I am very grateful to hko and Wolfgang Robien for their continued analysis of the results of Nick Day’s automated calculation of NMR chemical shifts, using the GIAO approach (parameterized by Henry Rzepa). The discussion has shown that some structures are “wrong” and rather more are misassigned.
Wolfgang Robien Says:
November 11th, 2007 at 10:01 am e
we need ‘CORRECT’ data – many assignments of the early 70’s are absolutely correct and useful for comparison […]
As a consequence of your QM-calculations 10 assignment corrections and 1 structure revision within a few hundred compounds have been performed by ‘hko’ (see postings above) – this corresponds to an
error rate of approx. 5% ! [PMR: In the data set we extracted from NMRShiftDB]. [… discussion of how such errors are detected snipped…]
PMR: Part of the exercise that Nick Day has undertaken was to give an objective analysis of the errors in the GIAO method. The intention was to select a data set objectively. It is extremely difficult to select a representative data set by any means – every collection is made with some purpose in mind. We assumed that NMRShiftDB was “roughly representative” of 13C NMR (and so fat this hasn’t been an issue). It could be argued that it may not have many organometallics, minerals, proteins, etc. and I suspect that our discourse is mainly about “small organic molecules”. But I don’t know. It may certainly not be representative of the scope or GIAO or HOSE codes. Again I don’t know. Having made the choice of data set the algorithm for selecting the test data was objective and Nick has stated it (< 20 heavy atoms, <= Cl except Br, no adjacent acyclic bonds). There may have been odd errors in implementing this (we got 2-3 compounds with adjacent acyclic bonds) but it was largely correct. And it could be re-run to remove these. We stress again that we did not know how many structures we would get and whether they would behave well in the GIAO method. In fact over 25% failed to complete the calculation. (We are continuing to find this – the atom count is not a perfect indication of how long a calculation will take which can vary by nearly a factor of 10).
We would not claim that the remaining ca. 250 compounds were "representative". There are no organometallics, no electron-deficient compounds, no overcrowded compounds, no major ring currents, etc. (all of which are areas where we might expect GIAO to do better than some empirical methods). In fact the compounds are generally ones that we would expect connection-table-based methods to score well on as there are few unusual groups (so well trained) and no examples where the connection table cannot describe the molecule well (e.g. Li4Me4, Fe(Cp)2, etc.
Our current conclusion is that the variance in the experimental data is sufficiently large (even after removal of misassignments) to hide errors in the GIAO method. This appears to give good agreement with an RMS of ca. 2 ppm. (but again we stress that the data set is not necessarily representative). If the Br/Cl correction had not been anticipated it would have been clearly visible and the exercise would have revealed it as a new effect. It is certainly possible that there are other undetected effects (especially for unusual chemistry). But, for common compounds I think we can claim that the GIAO method is a useful prediction tool. It should be particularly useful where connection tables break down and here are some systems I'd like to see it exposed to:
- Fe(Cp2) – although Fe is difficult to calculate well.
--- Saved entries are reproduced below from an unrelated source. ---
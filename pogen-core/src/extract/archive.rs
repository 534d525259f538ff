use chrono::Local;
use serde::Serialize;
use std::fs;
use std::path::PathBuf;
use tracing::debug;

use crate::error::Result;
use crate::model::{HeaderInfo, SourceRecord};

/// Reference log: one JSON file per successful extraction
#[derive(Debug, Clone)]
pub struct ReferenceArchive {
    dir: PathBuf,
}

#[derive(Serialize)]
struct ArchiveEntry<'a> {
    #[serde(flatten)]
    record: &'a SourceRecord,
    header: &'a HeaderInfo,
}

impl ReferenceArchive {
    pub fn new(dir: impl Into<PathBuf>) -> Self {
        Self { dir: dir.into() }
    }

    /// Write `output_<timestamp>.json` holding the record and the header fields used with it
    pub fn record(&self, record: &SourceRecord, header: &HeaderInfo) -> Result<PathBuf> {
        fs::create_dir_all(&self.dir)?;

        let stamp = Local::now().format("%Y%m%d_%H%M%S").to_string();
        let mut path = self.dir.join(format!("output_{}.json", stamp));
        let mut attempt = 1;
        while path.exists() {
            path = self.dir.join(format!("output_{}_{}.json", stamp, attempt));
            attempt += 1;
        }

        let json = serde_json::to_string_pretty(&ArchiveEntry { record, header })
            .map_err(std::io::Error::other)?;
        fs::write(&path, json)?;

        debug!(path = %path.display(), "Archived extraction result");
        Ok(path)
    }
}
- p-cyclophane (C1c(cc2)ccc2CCc(cc3)ccc3C1)
- It is agreed what the chemical scope is. I think we would all exclude minerals, probably all solid state, proteins, macromolecules (there are other communities which do that). But I think we should include a wide chemical range if possible.
- The data set is prepared by one or more NMR-expert groups that have no particular interest in promoting one method over another. That rules out Henry, Wolfgang, ACDLabs, and probably NMRShiftDB.
- The data set should provide experimental chemical shifts and the experts should have agreed the assignments by whatever methods are currently appropriate – these could include a group opinion. The assignments should NOT have been based on any of the potential competitive methodologies.
PMR: So what I would like is a representative test data set that could be used for the GIAO method. The necessary criteria are:
For a competition there would be stronger requirements – it is essential it is seen to be fair as reputation and commercial success might hang on the result.
So I make my request again. Please can anyone give me some data that we can use in an Open experiment to test (and if necessary validate/invalidate) the GIAO method? At this stage we’d be happy to take material from anyone’s collections, but it would have to be Open so that other groups have the chance to comment.
I hope someone can volunteer. If not we may have to resort to (machine) extraction of data from the current literature. Our experience with crystallography suggests that the reporting and quality of analytical data in general has increased over the last 10 years.